The reality is that before Tuesday’s agreement had even been signed physiotherapists, x-ray operators, speech therapists with degrees (there are close to a thousand in hospitals) were all demanding the same entry level wage as nurses. As for the hospital doctors, their union is now insisting, with some justification, on a higher entry-level salary to maintain the pay differential with nurses. How could the government say ‘no’ to these health workers after setting the precedent?
As an economist, Georgiades knows very well that the government has made a big blunder. It agreed to have salaries determined by unions rather than supply and demand, at a time when it was imperative to keep hospital labour costs under control if the government was serious about introducing Gesy. This was why he has been arguing that a new financial feasibility study of Gesy should be carried out. Yesterday, he said that tax hikes might be needed if hospitals were not able to cover their running costs.

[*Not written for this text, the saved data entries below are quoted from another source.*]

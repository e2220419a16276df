//! `poll(2)`-based poller for Unix targets without `epoll`.
//!
//! Mirrors the `epoll` poller's interface. Registrations live in a map
//! that is turned into a `pollfd` array on every call, and wake-ups go
//! through a non-blocking pipe.

use super::common::{Interest, Waker};
use super::platform::sys_set_nonblocking;
use crate::reactor::event::Event;

use libc::{POLLERR, POLLHUP, POLLIN, POLLNVAL, POLLOUT, nfds_t, pollfd};
use std::collections::HashMap;
use std::io;
use std::os::fd::RawFd;
use std::sync::Arc;
use std::time::Duration;

/// Portable readiness poller.
///
/// This poller owns:
/// - a registry of monitored sockets,
/// - the read end of the wake-up pipe (the [`Waker`] owns the write end),
/// - a reusable `pollfd` buffer.
pub(crate) struct PollPoller {
    /// Registered sockets: `fd -> (token, interest)`.
    registry: HashMap<RawFd, (usize, Interest)>,

    wake_recv: RawFd,
    waker: Arc<Waker>,
    fds: Vec<pollfd>,
}

unsafe impl Send for PollPoller {}

impl Waker {
    /// Wakes the poller by writing one byte into the pipe.
    pub(crate) fn wake(&self) {
        let buf = [1u8; 1];
        unsafe {
            libc::write(self.0, buf.as_ptr() as *const _, 1);
        }
    }
}

impl PollPoller {
    pub(crate) fn new() -> io::Result<Self> {
        let mut pipe = [0 as RawFd; 2];
        if unsafe { libc::pipe(pipe.as_mut_ptr()) } < 0 {
            return Err(io::Error::last_os_error());
        }

        let [wake_recv, wake_send] = pipe;
        let waker = Arc::new(Waker(wake_send));

        for fd in pipe {
            if let Err(e) = sys_set_nonblocking(fd, true) {
                unsafe { libc::close(wake_recv) };
                return Err(e);
            }
        }

        Ok(Self {
            registry: HashMap::new(),
            wake_recv,
            waker,
            fds: Vec::new(),
        })
    }

    pub(crate) fn waker(&self) -> Arc<Waker> {
        self.waker.clone()
    }

    pub(crate) fn register(&mut self, fd: RawFd, token: usize, interest: Interest) -> io::Result<()> {
        if self.registry.insert(fd, (token, interest)).is_some() {
            return Err(io::Error::from(io::ErrorKind::AlreadyExists));
        }
        Ok(())
    }

    pub(crate) fn reregister(
        &mut self,
        fd: RawFd,
        token: usize,
        interest: Interest,
    ) -> io::Result<()> {
        match self.registry.get_mut(&fd) {
            Some(entry) => {
                *entry = (token, interest);
                Ok(())
            }
            None => Err(io::Error::from(io::ErrorKind::NotFound)),
        }
    }

    pub(crate) fn deregister(&mut self, fd: RawFd) -> io::Result<()> {
        match self.registry.remove(&fd) {
            Some(_) => Ok(()),
            None => Err(io::Error::from(io::ErrorKind::NotFound)),
        }
    }

    /// Waits for readiness events.
    ///
    /// Returns when a registered socket is ready, the waker fires, or the
    /// timeout expires.
    pub(crate) fn poll(
        &mut self,
        events: &mut Vec<Event>,
        timeout: Option<Duration>,
    ) -> io::Result<()> {
        events.clear();
        self.fds.clear();

        self.fds.push(pollfd {
            fd: self.wake_recv,
            events: POLLIN,
            revents: 0,
        });

        for (&fd, &(_, interest)) in &self.registry {
            let mut ev = 0;
            if interest.read {
                ev |= POLLIN;
            }
            if interest.write {
                ev |= POLLOUT;
            }

            self.fds.push(pollfd {
                fd,
                events: ev,
                revents: 0,
            });
        }

        let timeout_ms = timeout
            .map(|t| t.as_millis().min(i32::MAX as u128) as i32)
            .unwrap_or(-1);

        let rc = unsafe { libc::poll(self.fds.as_mut_ptr(), self.fds.len() as nfds_t, timeout_ms) };
        if rc < 0 {
            let err = io::Error::last_os_error();
            if err.kind() == io::ErrorKind::Interrupted {
                return Ok(());
            }
            return Err(err);
        }

        if self.fds[0].revents & POLLIN != 0 {
            let mut buf = [0u8; 64];
            while unsafe { libc::read(self.wake_recv, buf.as_mut_ptr() as *mut _, buf.len()) } > 0
            {}
        }

        for pfd in self.fds.iter().skip(1) {
            let re = pfd.revents;
            if re == 0 {
                continue;
            }

            if let Some(&(token, _)) = self.registry.get(&pfd.fd) {
                events.push(Event {
                    token,
                    readable: re & (POLLIN | POLLERR | POLLHUP | POLLNVAL) != 0,
                    writable: re & (POLLOUT | POLLERR | POLLHUP) != 0,
                });
            }
        }

        Ok(())
    }
}

impl Drop for PollPoller {
    fn drop(&mut self) {
        unsafe {
            libc::close(self.wake_recv);
        }
    }
}
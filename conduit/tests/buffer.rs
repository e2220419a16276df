#[cfg(test)]
mod tests {
    use conduit::Error;
    use conduit::buffer::{InputBuffer, OutputBuffer};

    #[test]
    fn test_retain_keeps_unsent_tail() {
        let mut output = OutputBuffer::with_capacity(4);
        output.write(b"abcdef");
        assert!(output.capacity() >= 6);

        output.retain(4);
        assert_eq!(output.pending(), b"cdef");

        output.retain(4);
        assert_eq!(output.pending(), b"cdef");

        output.write(b"gh");
        output.retain(3);
        assert_eq!(output.pending(), b"fgh");

        output.retain(0);
        assert!(output.is_empty());
    }

    #[test]
    fn test_partial_writes_rebuild_original() {
        let original: Vec<u8> = (0..1000u32).map(|i| (i % 251) as u8).collect();

        let mut output = OutputBuffer::new();
        output.write(&original);

        let mut sent = Vec::new();
        let mut step = 1;

        while !output.is_empty() {
            let limit = output.limit();
            let n = step.min(limit);

            output.retain(limit);
            assert_eq!(output.limit(), limit);

            sent.extend_from_slice(&output.pending()[..n]);
            output.retain(limit - n);

            step = step % 97 + 13;
        }

        assert_eq!(output.limit(), 0);
        assert_eq!(sent, original);
    }

    #[test]
    #[should_panic(expected = "cannot retain")]
    fn test_retain_more_than_pending() {
        let mut output = OutputBuffer::new();
        output.write(b"ab");
        output.retain(3);
    }

    #[test]
    fn test_append_reuses_consumed_space() {
        let mut input = InputBuffer::with_capacity(8);
        input.append(b"abcdef");

        for _ in 0..4 {
            input.take();
        }

        input.append(b"ghijkl");
        assert_eq!(input.capacity(), 8);
        assert_eq!(input.read_pos(), 0);
        assert_eq!(input.unread_bytes(), b"efghijkl");

        input.append(b"m");
        assert!(input.capacity() > 8);
        assert_eq!(input.unread_bytes(), b"efghijklm");
    }

    #[test]
    fn test_unread_shifts_then_overflows() {
        let mut input = InputBuffer::with_capacity(8);
        input.append(b"abcdefgh");

        input.take();
        input.take();

        input.unread(b"xyz").expect_err("pushback should not fit");
        assert_eq!(input.unread_bytes(), b"cdefgh");

        let err = input.unread(b"xyz").unwrap_err();
        assert!(matches!(
            err,
            Error::Overflow {
                pushed: 3,
                unread: 6,
                capacity: 8
            }
        ));

        input.unread(b"12").expect("Failed to push back");
        assert_eq!(input.unread_bytes(), b"12cdefgh");
        assert_eq!(input.capacity(), 8);
    }

    #[test]
    fn test_unread_byte_at_start() {
        let mut input = InputBuffer::new();
        assert!(!input.unread_byte());

        input.append(b"q");
        assert_eq!(input.take(), Some(b'q'));
        assert!(input.unread_byte());
        assert_eq!(input.take(), Some(b'q'));
        assert_eq!(input.take(), None);
    }
}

If he was concerned about such a possibility, why has he been defending the government’s agreement with the nurses that has set off a deluge of pay demands by hospital workers that would significantly increase hospital costs? A responsible and prudent government would not have sanctioned big pay rises, if its objective was to have financially viable hospitals, and then have the finance minister inform us that viability could be achieved through tax hikes. Unfortunately the government is doing its best to prove it is neither responsible nor prudent.